• _Your instructions_:
Restate verbatim the span of lines below between the line with "impl fmt::Display for PropertyValue" and the line with "pub fn new()", including those two lines, and only that span.

• _Data supplied_:
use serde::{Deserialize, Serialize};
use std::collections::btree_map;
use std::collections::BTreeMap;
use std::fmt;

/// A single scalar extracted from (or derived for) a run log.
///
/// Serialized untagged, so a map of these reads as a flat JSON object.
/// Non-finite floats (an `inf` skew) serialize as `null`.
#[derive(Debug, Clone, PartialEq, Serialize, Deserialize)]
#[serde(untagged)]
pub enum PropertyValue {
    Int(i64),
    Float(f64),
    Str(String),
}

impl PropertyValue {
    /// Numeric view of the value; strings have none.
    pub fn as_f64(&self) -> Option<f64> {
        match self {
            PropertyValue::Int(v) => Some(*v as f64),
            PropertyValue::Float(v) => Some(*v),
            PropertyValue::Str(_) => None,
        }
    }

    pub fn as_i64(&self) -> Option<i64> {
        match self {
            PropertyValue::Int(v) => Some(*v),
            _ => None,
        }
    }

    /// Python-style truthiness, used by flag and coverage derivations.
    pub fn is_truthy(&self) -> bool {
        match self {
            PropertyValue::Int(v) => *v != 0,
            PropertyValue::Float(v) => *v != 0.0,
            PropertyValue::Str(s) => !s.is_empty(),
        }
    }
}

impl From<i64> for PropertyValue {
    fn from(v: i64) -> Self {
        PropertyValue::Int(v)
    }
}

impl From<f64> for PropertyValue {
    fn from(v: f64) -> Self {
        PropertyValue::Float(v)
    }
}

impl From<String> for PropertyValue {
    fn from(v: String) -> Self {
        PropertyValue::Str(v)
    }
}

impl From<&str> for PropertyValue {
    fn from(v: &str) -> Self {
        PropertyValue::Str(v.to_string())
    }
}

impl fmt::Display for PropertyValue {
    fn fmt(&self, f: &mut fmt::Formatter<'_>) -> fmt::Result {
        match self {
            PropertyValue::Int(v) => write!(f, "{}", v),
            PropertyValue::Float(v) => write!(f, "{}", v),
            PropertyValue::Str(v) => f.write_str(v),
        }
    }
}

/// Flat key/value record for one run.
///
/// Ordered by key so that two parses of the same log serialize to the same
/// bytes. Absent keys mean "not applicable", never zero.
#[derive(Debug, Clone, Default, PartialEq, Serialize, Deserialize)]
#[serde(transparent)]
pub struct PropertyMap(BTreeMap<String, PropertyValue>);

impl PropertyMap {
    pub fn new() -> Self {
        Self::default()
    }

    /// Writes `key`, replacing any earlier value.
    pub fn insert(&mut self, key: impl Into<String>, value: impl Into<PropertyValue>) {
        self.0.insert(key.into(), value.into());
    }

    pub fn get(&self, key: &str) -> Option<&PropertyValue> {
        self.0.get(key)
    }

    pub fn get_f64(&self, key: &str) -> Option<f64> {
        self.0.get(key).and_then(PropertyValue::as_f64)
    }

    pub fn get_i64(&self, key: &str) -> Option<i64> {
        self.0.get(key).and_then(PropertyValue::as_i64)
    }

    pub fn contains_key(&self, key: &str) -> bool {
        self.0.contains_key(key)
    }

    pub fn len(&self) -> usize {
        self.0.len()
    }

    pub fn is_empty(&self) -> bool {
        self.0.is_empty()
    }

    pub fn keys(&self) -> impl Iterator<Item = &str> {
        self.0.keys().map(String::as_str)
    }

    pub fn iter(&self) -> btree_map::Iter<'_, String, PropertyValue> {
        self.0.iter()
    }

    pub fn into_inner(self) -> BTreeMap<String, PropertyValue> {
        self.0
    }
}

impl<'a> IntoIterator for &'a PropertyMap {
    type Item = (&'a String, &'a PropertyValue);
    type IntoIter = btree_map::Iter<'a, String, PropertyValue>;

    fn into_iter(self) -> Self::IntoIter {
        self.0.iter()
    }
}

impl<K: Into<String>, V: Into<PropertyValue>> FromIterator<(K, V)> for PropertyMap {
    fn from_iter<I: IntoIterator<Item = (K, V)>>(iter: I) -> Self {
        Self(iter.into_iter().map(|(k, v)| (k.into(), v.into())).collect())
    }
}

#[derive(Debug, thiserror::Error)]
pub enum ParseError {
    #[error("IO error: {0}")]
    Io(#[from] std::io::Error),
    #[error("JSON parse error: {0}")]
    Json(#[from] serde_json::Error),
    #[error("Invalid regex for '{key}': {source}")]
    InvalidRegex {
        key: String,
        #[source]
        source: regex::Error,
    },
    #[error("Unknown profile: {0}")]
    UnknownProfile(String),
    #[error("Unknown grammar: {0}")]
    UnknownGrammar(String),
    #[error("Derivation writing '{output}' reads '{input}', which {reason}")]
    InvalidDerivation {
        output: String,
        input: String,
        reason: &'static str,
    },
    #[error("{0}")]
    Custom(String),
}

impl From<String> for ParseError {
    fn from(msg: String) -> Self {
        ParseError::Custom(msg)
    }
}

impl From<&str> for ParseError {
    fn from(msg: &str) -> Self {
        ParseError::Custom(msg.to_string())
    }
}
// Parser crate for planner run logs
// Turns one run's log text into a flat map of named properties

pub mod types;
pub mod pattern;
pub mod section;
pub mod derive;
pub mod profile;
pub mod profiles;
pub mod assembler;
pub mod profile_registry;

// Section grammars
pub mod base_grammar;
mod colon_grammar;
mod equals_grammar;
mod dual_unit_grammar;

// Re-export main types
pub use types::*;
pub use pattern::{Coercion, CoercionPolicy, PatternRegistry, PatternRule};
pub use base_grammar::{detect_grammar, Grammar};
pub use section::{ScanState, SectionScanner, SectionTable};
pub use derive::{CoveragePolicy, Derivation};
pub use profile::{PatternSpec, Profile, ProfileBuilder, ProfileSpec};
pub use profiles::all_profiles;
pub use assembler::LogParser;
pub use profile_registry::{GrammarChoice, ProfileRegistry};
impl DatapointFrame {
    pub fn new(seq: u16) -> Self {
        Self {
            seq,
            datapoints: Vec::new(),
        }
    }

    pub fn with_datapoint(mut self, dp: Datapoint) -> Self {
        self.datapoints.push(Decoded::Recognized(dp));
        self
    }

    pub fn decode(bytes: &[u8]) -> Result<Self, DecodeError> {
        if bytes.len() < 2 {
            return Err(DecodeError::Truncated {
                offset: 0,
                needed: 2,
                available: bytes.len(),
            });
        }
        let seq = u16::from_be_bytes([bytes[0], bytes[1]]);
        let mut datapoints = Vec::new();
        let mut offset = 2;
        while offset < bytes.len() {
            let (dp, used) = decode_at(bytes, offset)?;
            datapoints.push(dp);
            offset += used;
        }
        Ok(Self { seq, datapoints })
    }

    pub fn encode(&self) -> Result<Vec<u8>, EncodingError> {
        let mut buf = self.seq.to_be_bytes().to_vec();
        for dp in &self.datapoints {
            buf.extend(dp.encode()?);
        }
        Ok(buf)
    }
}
==
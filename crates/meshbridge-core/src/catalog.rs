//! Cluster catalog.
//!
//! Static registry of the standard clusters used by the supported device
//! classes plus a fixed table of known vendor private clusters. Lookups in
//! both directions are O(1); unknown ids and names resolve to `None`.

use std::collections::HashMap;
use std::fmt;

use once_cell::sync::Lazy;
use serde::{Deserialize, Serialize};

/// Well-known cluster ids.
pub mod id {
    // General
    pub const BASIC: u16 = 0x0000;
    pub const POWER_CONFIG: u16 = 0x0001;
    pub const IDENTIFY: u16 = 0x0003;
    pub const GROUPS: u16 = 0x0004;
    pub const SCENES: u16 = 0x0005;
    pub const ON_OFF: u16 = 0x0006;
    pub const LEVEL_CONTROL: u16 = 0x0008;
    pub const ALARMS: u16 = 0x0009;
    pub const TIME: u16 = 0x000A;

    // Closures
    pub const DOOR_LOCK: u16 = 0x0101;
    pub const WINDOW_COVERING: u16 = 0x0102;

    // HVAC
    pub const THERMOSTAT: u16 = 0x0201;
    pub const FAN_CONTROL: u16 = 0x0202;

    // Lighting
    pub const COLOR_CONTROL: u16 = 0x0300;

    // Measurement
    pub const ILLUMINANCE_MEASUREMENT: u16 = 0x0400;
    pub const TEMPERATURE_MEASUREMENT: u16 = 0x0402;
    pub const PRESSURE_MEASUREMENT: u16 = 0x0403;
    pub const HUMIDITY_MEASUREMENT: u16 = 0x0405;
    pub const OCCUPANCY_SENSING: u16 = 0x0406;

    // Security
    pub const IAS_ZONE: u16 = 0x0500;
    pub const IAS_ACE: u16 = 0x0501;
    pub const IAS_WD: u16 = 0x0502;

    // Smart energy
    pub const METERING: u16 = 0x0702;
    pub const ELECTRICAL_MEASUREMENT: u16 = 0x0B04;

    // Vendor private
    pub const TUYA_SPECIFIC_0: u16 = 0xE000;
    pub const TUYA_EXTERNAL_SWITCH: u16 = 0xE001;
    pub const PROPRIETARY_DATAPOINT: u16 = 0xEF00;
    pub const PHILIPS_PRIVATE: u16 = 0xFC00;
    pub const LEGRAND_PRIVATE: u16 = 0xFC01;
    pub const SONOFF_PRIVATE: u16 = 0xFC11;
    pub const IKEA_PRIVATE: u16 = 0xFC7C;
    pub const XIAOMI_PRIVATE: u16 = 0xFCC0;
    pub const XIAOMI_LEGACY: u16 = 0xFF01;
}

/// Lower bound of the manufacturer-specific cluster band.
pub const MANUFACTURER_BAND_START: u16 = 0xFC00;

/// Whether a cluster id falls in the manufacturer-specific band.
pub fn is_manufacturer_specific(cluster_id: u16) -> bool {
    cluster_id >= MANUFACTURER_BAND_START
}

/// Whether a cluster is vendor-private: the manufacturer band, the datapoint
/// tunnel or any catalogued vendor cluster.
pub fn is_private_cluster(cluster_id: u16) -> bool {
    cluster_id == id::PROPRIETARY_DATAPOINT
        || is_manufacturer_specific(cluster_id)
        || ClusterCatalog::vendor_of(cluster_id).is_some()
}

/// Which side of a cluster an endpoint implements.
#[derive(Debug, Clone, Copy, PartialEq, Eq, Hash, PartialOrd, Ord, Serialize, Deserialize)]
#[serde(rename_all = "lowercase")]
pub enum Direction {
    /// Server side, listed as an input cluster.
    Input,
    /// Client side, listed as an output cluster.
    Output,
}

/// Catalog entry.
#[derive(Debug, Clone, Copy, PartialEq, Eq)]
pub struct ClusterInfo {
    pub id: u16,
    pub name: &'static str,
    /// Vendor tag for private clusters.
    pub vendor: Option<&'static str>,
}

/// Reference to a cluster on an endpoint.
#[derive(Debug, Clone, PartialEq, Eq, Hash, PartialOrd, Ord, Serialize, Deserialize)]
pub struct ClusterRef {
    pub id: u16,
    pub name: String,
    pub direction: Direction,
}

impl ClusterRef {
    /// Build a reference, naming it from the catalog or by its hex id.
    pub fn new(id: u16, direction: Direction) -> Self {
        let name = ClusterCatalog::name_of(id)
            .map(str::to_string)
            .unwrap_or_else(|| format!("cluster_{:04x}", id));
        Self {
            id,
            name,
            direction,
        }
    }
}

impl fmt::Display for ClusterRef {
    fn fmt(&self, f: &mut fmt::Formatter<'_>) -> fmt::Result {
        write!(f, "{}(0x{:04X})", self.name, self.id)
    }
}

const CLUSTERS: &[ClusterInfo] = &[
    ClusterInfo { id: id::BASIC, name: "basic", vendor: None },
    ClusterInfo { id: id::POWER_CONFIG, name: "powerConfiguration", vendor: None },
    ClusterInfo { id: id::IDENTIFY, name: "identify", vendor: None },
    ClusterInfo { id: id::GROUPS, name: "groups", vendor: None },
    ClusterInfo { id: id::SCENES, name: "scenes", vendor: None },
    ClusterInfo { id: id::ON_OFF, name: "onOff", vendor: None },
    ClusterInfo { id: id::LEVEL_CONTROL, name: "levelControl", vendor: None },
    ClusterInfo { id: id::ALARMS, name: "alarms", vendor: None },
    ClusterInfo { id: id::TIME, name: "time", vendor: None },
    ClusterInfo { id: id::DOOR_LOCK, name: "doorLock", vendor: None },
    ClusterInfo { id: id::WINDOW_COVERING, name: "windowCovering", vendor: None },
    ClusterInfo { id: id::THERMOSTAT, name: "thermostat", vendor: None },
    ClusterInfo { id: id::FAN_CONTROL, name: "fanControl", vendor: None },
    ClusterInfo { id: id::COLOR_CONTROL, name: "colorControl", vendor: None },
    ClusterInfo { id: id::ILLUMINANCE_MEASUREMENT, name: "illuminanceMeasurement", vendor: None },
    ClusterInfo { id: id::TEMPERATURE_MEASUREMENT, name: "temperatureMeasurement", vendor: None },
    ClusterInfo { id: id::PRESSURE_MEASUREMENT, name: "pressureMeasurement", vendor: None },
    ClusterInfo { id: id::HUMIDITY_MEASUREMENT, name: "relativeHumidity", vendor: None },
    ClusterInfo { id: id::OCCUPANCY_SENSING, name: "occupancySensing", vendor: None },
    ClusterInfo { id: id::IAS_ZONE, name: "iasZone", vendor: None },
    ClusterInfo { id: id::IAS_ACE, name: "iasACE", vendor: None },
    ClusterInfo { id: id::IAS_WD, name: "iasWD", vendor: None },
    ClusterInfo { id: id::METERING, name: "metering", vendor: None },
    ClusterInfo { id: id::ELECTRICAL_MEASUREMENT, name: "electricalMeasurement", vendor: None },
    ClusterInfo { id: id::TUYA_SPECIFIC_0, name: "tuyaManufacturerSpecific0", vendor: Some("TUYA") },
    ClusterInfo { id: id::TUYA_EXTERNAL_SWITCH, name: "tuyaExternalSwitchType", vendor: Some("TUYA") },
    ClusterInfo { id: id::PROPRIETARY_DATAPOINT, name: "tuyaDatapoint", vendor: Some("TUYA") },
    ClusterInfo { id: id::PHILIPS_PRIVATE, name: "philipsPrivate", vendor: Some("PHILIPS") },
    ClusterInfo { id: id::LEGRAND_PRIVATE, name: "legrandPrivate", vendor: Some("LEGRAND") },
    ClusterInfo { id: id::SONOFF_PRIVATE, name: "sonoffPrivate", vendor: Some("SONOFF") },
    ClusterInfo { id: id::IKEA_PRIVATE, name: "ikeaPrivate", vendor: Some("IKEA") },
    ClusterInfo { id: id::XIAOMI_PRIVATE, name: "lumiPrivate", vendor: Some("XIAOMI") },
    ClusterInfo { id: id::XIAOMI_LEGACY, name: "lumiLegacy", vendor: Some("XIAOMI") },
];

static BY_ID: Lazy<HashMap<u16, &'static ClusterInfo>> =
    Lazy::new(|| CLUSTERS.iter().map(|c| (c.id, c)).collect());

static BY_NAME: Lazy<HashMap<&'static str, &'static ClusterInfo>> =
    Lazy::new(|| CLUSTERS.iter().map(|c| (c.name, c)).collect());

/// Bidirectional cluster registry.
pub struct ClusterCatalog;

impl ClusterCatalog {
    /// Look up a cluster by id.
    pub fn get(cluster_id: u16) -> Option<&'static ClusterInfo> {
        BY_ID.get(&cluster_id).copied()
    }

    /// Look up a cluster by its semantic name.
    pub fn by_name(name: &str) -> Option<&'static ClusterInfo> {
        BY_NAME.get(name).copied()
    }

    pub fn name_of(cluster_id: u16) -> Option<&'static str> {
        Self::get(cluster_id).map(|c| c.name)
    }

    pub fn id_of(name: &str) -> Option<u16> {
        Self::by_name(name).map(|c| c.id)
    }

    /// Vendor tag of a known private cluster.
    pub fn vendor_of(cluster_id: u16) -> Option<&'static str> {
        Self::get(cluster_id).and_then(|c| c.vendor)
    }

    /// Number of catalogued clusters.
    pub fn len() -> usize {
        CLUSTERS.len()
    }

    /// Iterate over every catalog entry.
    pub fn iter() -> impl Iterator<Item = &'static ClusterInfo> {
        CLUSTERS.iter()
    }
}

• _Solution to the problem_:
impl fmt::Display for PropertyValue {
    fn fmt(&self, f: &mut fmt::Formatter<'_>) -> fmt::Result {
        match self {
            PropertyValue::Int(v) => write!(f, "{}", v),
            PropertyValue::Float(v) => write!(f, "{}", v),
            PropertyValue::Str(v) => f.write_str(v),
        }
    }
}

/// Flat key/value record for one run.
///
/// Ordered by key so that two parses of the same log serialize to the same
/// bytes. Absent keys mean "not applicable", never zero.
#[derive(Debug, Clone, Default, PartialEq, Serialize, Deserialize)]
#[serde(transparent)]
pub struct PropertyMap(BTreeMap<String, PropertyValue>);

impl PropertyMap {
    pub fn new() -> Self {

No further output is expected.